IEC’s Volunteer Pathogen Monitoring Program is intended to facilitate interested organizations in testing their local waterways for pathogens. This program targets areas that are not routinely monitored by regulatory agencies or other established monitoring programs. IEC provides assistance to volunteer groups in project design, sampling site selection, as well as hands-on field sampling training, supplies and equipment, and QA/QC oversight for the project. Laboratory analyses for pathogens is conducted in the IEC laboratory by IEC staff. Participating organizations and volunteers sample along publicly-accessible shoreline areas and in tidal creeks. Surveys include in situ measurements of water temperature, salinity, dissolved oxygen, and pH, though these parameters can vary depending on the needs of IEC’s partners. Pathogen samples are taken to the IEC laboratory where they are analyzed for Enteroccoccus and Fecal Coliform, indicators of sewage waste, using membrane filtration (EPA 1600) and/or the newer IDEXX® Enterolert methods. All sampling and analytical procedures are outlined in an EPA-approved Quality Assurance Project Plan.
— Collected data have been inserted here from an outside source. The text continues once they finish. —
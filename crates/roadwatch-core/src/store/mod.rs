//! The issue store contract and its change-notification channel.
//!
//! Two implementations sit behind [`IssueStore`]:
//!
//! - [`local::LocalIssueStore`]: one named record in a [`kv::KvStore`],
//!   rewritten in full on every write. Subscriptions are emulated by
//!   notifying listeners right after each write returns from storage.
//! - [`remote::RemoteIssueStore`]: a client of a shared multi-writer
//!   [`remote::RemoteHub`]. Writes can fail transiently and every change,
//!   including the client's own, arrives back through the subscription.
//!
//! Every subscription starts with a replay of the current collection as
//! synthetic [`ChangeKind::Added`] events, then receives live changes.

pub mod kv;
pub mod local;
pub mod remote;

use async_trait::async_trait;
use serde::{Deserialize, Serialize};
use std::fmt;
use std::sync::{Arc, Mutex, PoisonError, Weak};
use tokio::sync::mpsc::{self, UnboundedReceiver, UnboundedSender};

use crate::error::StoreError;
use crate::model::{IssueDraft, IssueId, IssueRecord, IssueStatus};

pub use local::LocalIssueStore;
pub use remote::{RemoteHub, RemoteIssueStore};

/// Kind of delta carried by a [`ChangeEvent`].
#[derive(Debug, Clone, Copy, PartialEq, Eq, Hash, Serialize, Deserialize)]
#[serde(rename_all = "lowercase")]
pub enum ChangeKind {
    Added,
    Modified,
    Removed,
}

impl fmt::Display for ChangeKind {
    fn fmt(&self, f: &mut fmt::Formatter<'_>) -> fmt::Result {
        f.write_str(match self {
            Self::Added => "added",
            Self::Modified => "modified",
            Self::Removed => "removed",
        })
    }
}

/// One record's delta. `record` is present for added/modified changes.
#[derive(Debug, Clone, PartialEq, Serialize, Deserialize)]
pub struct ChangeEvent {
    pub kind: ChangeKind,
    pub id: IssueId,
    #[serde(default, skip_serializing_if = "Option::is_none")]
    pub record: Option<IssueRecord>,
}

impl ChangeEvent {
    #[must_use]
    pub fn added(record: IssueRecord) -> Self {
        Self {
            kind: ChangeKind::Added,
            id: record.id.clone(),
            record: Some(record),
        }
    }

    #[must_use]
    pub fn modified(record: IssueRecord) -> Self {
        Self {
            kind: ChangeKind::Modified,
            id: record.id.clone(),
            record: Some(record),
        }
    }

    #[must_use]
    pub const fn removed(id: IssueId) -> Self {
        Self {
            kind: ChangeKind::Removed,
            id,
            record: None,
        }
    }
}

/// Persistence contract shared by the local and remote stores.
#[async_trait]
pub trait IssueStore: Send + Sync {
    /// Current snapshot in insertion order.
    async fn list(&self) -> Result<Vec<IssueRecord>, StoreError>;

    /// Validate, assign id/status/timestamp, persist, and notify.
    async fn create(&self, draft: IssueDraft) -> Result<IssueRecord, StoreError>;

    /// Overwrite the status of `id` and notify. No other field changes.
    async fn update_status(
        &self,
        id: &IssueId,
        status: IssueStatus,
    ) -> Result<IssueRecord, StoreError>;

    /// Register a listener; existing records are replayed as `Added` first.
    async fn subscribe(&self) -> Result<Subscription, StoreError>;

    async fn get(&self, id: &IssueId) -> Result<Option<IssueRecord>, StoreError> {
        Ok(self.list().await?.into_iter().find(|r| &r.id == id))
    }
}

#[async_trait]
impl<S: IssueStore + ?Sized> IssueStore for Arc<S> {
    async fn list(&self) -> Result<Vec<IssueRecord>, StoreError> {
        (**self).list().await
    }

    async fn create(&self, draft: IssueDraft) -> Result<IssueRecord, StoreError> {
        (**self).create(draft).await
    }

    async fn update_status(
        &self,
        id: &IssueId,
        status: IssueStatus,
    ) -> Result<IssueRecord, StoreError> {
        (**self).update_status(id, status).await
    }

    async fn subscribe(&self) -> Result<Subscription, StoreError> {
        (**self).subscribe().await
    }

    async fn get(&self, id: &IssueId) -> Result<Option<IssueRecord>, StoreError> {
        (**self).get(id).await
    }
}

#[derive(Debug, Default)]
struct Listeners {
    next_id: u64,
    senders: Vec<(u64, UnboundedSender<ChangeEvent>)>,
}

/// Fan-out of change events to every live [`Subscription`].
#[derive(Debug, Clone, Default)]
pub struct SubscriberSet {
    inner: Arc<Mutex<Listeners>>,
}

impl SubscriberSet {
    #[must_use]
    pub fn new() -> Self {
        Self::default()
    }

    /// Register a listener whose channel is pre-loaded with `replay`.
    ///
    /// Callers that can race with writers must take the replay snapshot and
    /// call this under the same lock they emit under.
    pub fn subscribe(&self, replay: impl IntoIterator<Item = ChangeEvent>) -> Subscription {
        let (tx, rx) = mpsc::unbounded_channel();
        for event in replay {
            // The receiver is still in hand, so this send cannot fail.
            let _ = tx.send(event);
        }

        let mut listeners = self.inner.lock().unwrap_or_else(PoisonError::into_inner);
        let id = listeners.next_id;
        listeners.next_id += 1;
        listeners.senders.push((id, tx));
        tracing::debug!(listener = id, total = listeners.senders.len(), "listener registered");

        Subscription {
            id,
            rx,
            owner: Arc::downgrade(&self.inner),
        }
    }

    /// Deliver `event` to every live listener, dropping closed ones.
    pub fn emit(&self, event: &ChangeEvent) {
        let mut listeners = self.inner.lock().unwrap_or_else(PoisonError::into_inner);
        listeners
            .senders
            .retain(|(_, tx)| tx.send(event.clone()).is_ok());
        tracing::trace!(kind = %event.kind, id = %event.id, listeners = listeners.senders.len(), "change emitted");
    }

    #[must_use]
    pub fn len(&self) -> usize {
        self.inner
            .lock()
            .unwrap_or_else(PoisonError::into_inner)
            .senders
            .len()
    }

    #[must_use]
    pub fn is_empty(&self) -> bool {
        self.len() == 0
    }
}

/// Receiving end of a store subscription. Dropping it unsubscribes.
#[derive(Debug)]
pub struct Subscription {
    id: u64,
    rx: UnboundedReceiver<ChangeEvent>,
    owner: Weak<Mutex<Listeners>>,
}

impl Subscription {
    /// Wait for the next event. `None` once the store is gone.
    pub async fn recv(&mut self) -> Option<ChangeEvent> {
        self.rx.recv().await
    }

    /// Next already-delivered event, without waiting.
    pub fn try_recv(&mut self) -> Option<ChangeEvent> {
        self.rx.try_recv().ok()
    }

    /// All events delivered so far, in order.
    pub fn drain(&mut self) -> Vec<ChangeEvent> {
        std::iter::from_fn(|| self.try_recv()).collect()
    }

    /// Explicit form of dropping the subscription.
    pub fn unsubscribe(self) {}
}

impl Drop for Subscription {
    fn drop(&mut self) {
        if let Some(owner) = self.owner.upgrade() {
            let mut listeners = owner.lock().unwrap_or_else(PoisonError::into_inner);
            listeners.senders.retain(|(id, _)| *id != self.id);
        }
    }
}

#[cfg(test)]
mod tests {
    use super::{ChangeEvent, ChangeKind, SubscriberSet};
    use crate::model::IssueId;

    fn removed(raw: &str) -> ChangeEvent {
        ChangeEvent::removed(IssueId::new_unchecked(raw))
    }

    #[test]
    fn replay_precedes_live_events() {
        let set = SubscriberSet::new();
        let mut sub = set.subscribe([removed("a")]);
        set.emit(&removed("b"));

        let ids: Vec<_> = sub.drain().into_iter().map(|e| e.id.to_string()).collect();
        assert_eq!(ids, ["a", "b"]);
    }

    #[test]
    fn dropping_subscription_unregisters() {
        let set = SubscriberSet::new();
        let first = set.subscribe([]);
        let _second = set.subscribe([]);
        assert_eq!(set.len(), 2);

        first.unsubscribe();
        assert_eq!(set.len(), 1);
    }

    #[test]
    fn every_listener_sees_each_event_once() {
        let set = SubscriberSet::new();
        let mut a = set.subscribe([]);
        let mut b = set.subscribe([]);
        set.emit(&removed("x"));

        for sub in [&mut a, &mut b] {
            let events = sub.drain();
            assert_eq!(events.len(), 1);
            assert_eq!(events[0].kind, ChangeKind::Removed);
        }
    }
}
In 2020, the LRWP’s Volunteer Monitoring Program spanned 15 weeks, starting in July. Due to the pandemic, this year the Program faced unprecedented challenges. The IEC laboratory was closed for the first three weeks of sampling, so samples collected during this time period were analyzed by a contract laboratory using methods which, while EPA-certified, differed from the methodology utilized by IEC. All sampling events were scheduled in advance and occurred regardless of recent precipitation, unless conditions were dangerous. This season included four groups: Hackensack Riverkeeper, the Lower Raritan Watershed Partnership, Gowanus Conservancy and Freshkills Park for a total of 14 sites. Six of these sites are within the Lower Raritan Watershed.